Output must match the data below exactly from its first line through the line that contains "corridor junction, ...).", with no other line.

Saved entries
►

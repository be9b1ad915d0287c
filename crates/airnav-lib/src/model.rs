//! Waypoint and connection records as supplied by the waypoint repository.
//!
//! Both types mirror the `waypoints` and `waypoint_connections` tables. The
//! core never mutates them; identity of a waypoint is its `id`.

use std::fmt;

use serde::{Deserialize, Serialize};

/// Identifier of a navigable node (gate, counter, corridor junction, ...).
pub type WaypointId = String;

/// Classification of a waypoint.
#[derive(Debug, Clone, PartialEq, Eq, Hash, Serialize, Deserialize)]
#[serde(from = "String", into = "String")]
pub enum WaypointType {
    Gate,
    Counter,
    Corridor,
    Facility,
    Elevator,
    Escalator,
    Stairs,
    Entrance,
    /// Any type label not known to this crate, preserved verbatim.
    Other(String),
}

impl WaypointType {
    pub fn as_str(&self) -> &str {
        match self {
            WaypointType::Gate => "GATE",
            WaypointType::Counter => "COUNTER",
            WaypointType::Corridor => "CORRIDOR",
            WaypointType::Facility => "FACILITY",
            WaypointType::Elevator => "ELEVATOR",
            WaypointType::Escalator => "ESCALATOR",
            WaypointType::Stairs => "STAIRS",
            WaypointType::Entrance => "ENTRANCE",
            WaypointType::Other(label) => label,
        }
    }
}

impl From<String> for WaypointType {
    fn from(value: String) -> Self {
        match value.to_ascii_uppercase().as_str() {
            "GATE" => WaypointType::Gate,
            "COUNTER" => WaypointType::Counter,
            "CORRIDOR" => WaypointType::Corridor,
            "FACILITY" => WaypointType::Facility,
            "ELEVATOR" => WaypointType::Elevator,
            "ESCALATOR" => WaypointType::Escalator,
            "STAIRS" => WaypointType::Stairs,
            "ENTRANCE" => WaypointType::Entrance,
            _ => WaypointType::Other(value),
        }
    }
}

impl From<WaypointType> for String {
    fn from(value: WaypointType) -> Self {
        match value {
            WaypointType::Other(label) => label,
            known => known.as_str().to_string(),
        }
    }
}

impl fmt::Display for WaypointType {
    fn fmt(&self, f: &mut fmt::Formatter<'_>) -> fmt::Result {
        f.write_str(self.as_str())
    }
}

/// How a connection is traversed.
#[derive(Debug, Clone, PartialEq, Eq, Hash, Default, Serialize, Deserialize)]
#[serde(from = "String", into = "String")]
pub enum ConnectionType {
    #[default]
    Walk,
    Stairs,
    Elevator,
    Escalator,
    MovingWalkway,
    /// Any connection label not known to this crate, preserved verbatim.
    Other(String),
}

impl ConnectionType {
    pub fn as_str(&self) -> &str {
        match self {
            ConnectionType::Walk => "WALK",
            ConnectionType::Stairs => "STAIRS",
            ConnectionType::Elevator => "ELEVATOR",
            ConnectionType::Escalator => "ESCALATOR",
            ConnectionType::MovingWalkway => "MOVING_WALKWAY",
            ConnectionType::Other(label) => label,
        }
    }
}

impl From<String> for ConnectionType {
    fn from(value: String) -> Self {
        match value.to_ascii_uppercase().as_str() {
            "WALK" => ConnectionType::Walk,
            "STAIRS" => ConnectionType::Stairs,
            "ELEVATOR" => ConnectionType::Elevator,
            "ESCALATOR" => ConnectionType::Escalator,
            "MOVING_WALKWAY" => ConnectionType::MovingWalkway,
            _ => ConnectionType::Other(value),
        }
    }
}

impl From<ConnectionType> for String {
    fn from(value: ConnectionType) -> Self {
        match value {
            ConnectionType::Other(label) => label,
            known => known.as_str().to_string(),
        }
    }
}

impl fmt::Display for ConnectionType {
    fn fmt(&self, f: &mut fmt::Formatter<'_>) -> fmt::Result {
        f.write_str(self.as_str())
    }
}

/// A navigable node in the airport topology.
#[derive(Debug, Clone, PartialEq, Serialize, Deserialize)]
pub struct Waypoint {
    pub id: WaypointId,
    pub terminal_id: String,
    pub floor_number: i32,
    #[serde(rename = "type")]
    pub kind: WaypointType,
    #[serde(default, skip_serializing_if = "Option::is_none")]
    pub name_ko: Option<String>,
    #[serde(default, skip_serializing_if = "Option::is_none")]
    pub name_en: Option<String>,
    pub map_x: f64,
    pub map_y: f64,
    #[serde(default, skip_serializing_if = "Option::is_none")]
    pub gps_lat: Option<f64>,
    #[serde(default, skip_serializing_if = "Option::is_none")]
    pub gps_lon: Option<f64>,
    /// Free-form attributes such as gate number or counter zone.
    #[serde(default, skip_serializing_if = "Option::is_none")]
    pub metadata: Option<serde_json::Value>,
    pub is_accessible: bool,
}

impl Waypoint {
    /// Create an accessible waypoint at the map origin with no names or GPS fix.
    pub fn new(id: impl Into<WaypointId>, terminal_id: impl Into<String>, kind: WaypointType) -> Self {
        Self {
            id: id.into(),
            terminal_id: terminal_id.into(),
            floor_number: 1,
            kind,
            name_ko: None,
            name_en: None,
            map_x: 0.0,
            map_y: 0.0,
            gps_lat: None,
            gps_lon: None,
            metadata: None,
            is_accessible: true,
        }
    }

    /// Latitude/longitude pair when both halves are present.
    pub fn gps_position(&self) -> Option<(f64, f64)> {
        self.gps_lat.zip(self.gps_lon)
    }

    /// Preferred label for display: English name, Korean name, then the id.
    pub fn display_name(&self) -> &str {
        self.name_en
            .as_deref()
            .or(self.name_ko.as_deref())
            .unwrap_or(&self.id)
    }
}

/// A directed, weighted traversal option between two waypoints.
///
/// Bidirectional movement requires two records; the data source owns that.
#[derive(Debug, Clone, PartialEq, Serialize, Deserialize)]
pub struct Connection {
    pub from_waypoint_id: WaypointId,
    pub to_waypoint_id: WaypointId,
    #[serde(default)]
    pub distance_meters: Option<f64>,
    #[serde(default)]
    pub walking_time_seconds: Option<f64>,
    #[serde(default)]
    pub connection_type: ConnectionType,
    pub is_accessible: bool,
}

impl Connection {
    /// Accessible walking connection with the given distance.
    pub fn new(
        from: impl Into<WaypointId>,
        to: impl Into<WaypointId>,
        distance_meters: f64,
    ) -> Self {
        Self {
            from_waypoint_id: from.into(),
            to_waypoint_id: to.into(),
            distance_meters: Some(distance_meters),
            walking_time_seconds: None,
            connection_type: ConnectionType::Walk,
            is_accessible: true,
        }
    }

    pub fn with_walking_time(mut self, seconds: f64) -> Self {
        self.walking_time_seconds = Some(seconds);
        self
    }

    pub fn with_type(mut self, connection_type: ConnectionType) -> Self {
        self.connection_type = connection_type;
        self
    }

    pub fn with_accessible(mut self, is_accessible: bool) -> Self {
        self.is_accessible = is_accessible;
        self
    }
}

◄

▶ **ANSWER TO THE PROBLEM**
repository be9b1ad915d0287c
filename crates/airnav-lib/src/model.rs
//! Waypoint and connection records as supplied by the waypoint repository.
//!
//! Both types mirror the `waypoints` and `waypoint_connections` tables. The
//! core never mutates them; identity of a waypoint is its `id`.

use std::fmt;

use serde::{Deserialize, Serialize};

/// Identifier of a navigable node (gate, counter, corridor junction, ...).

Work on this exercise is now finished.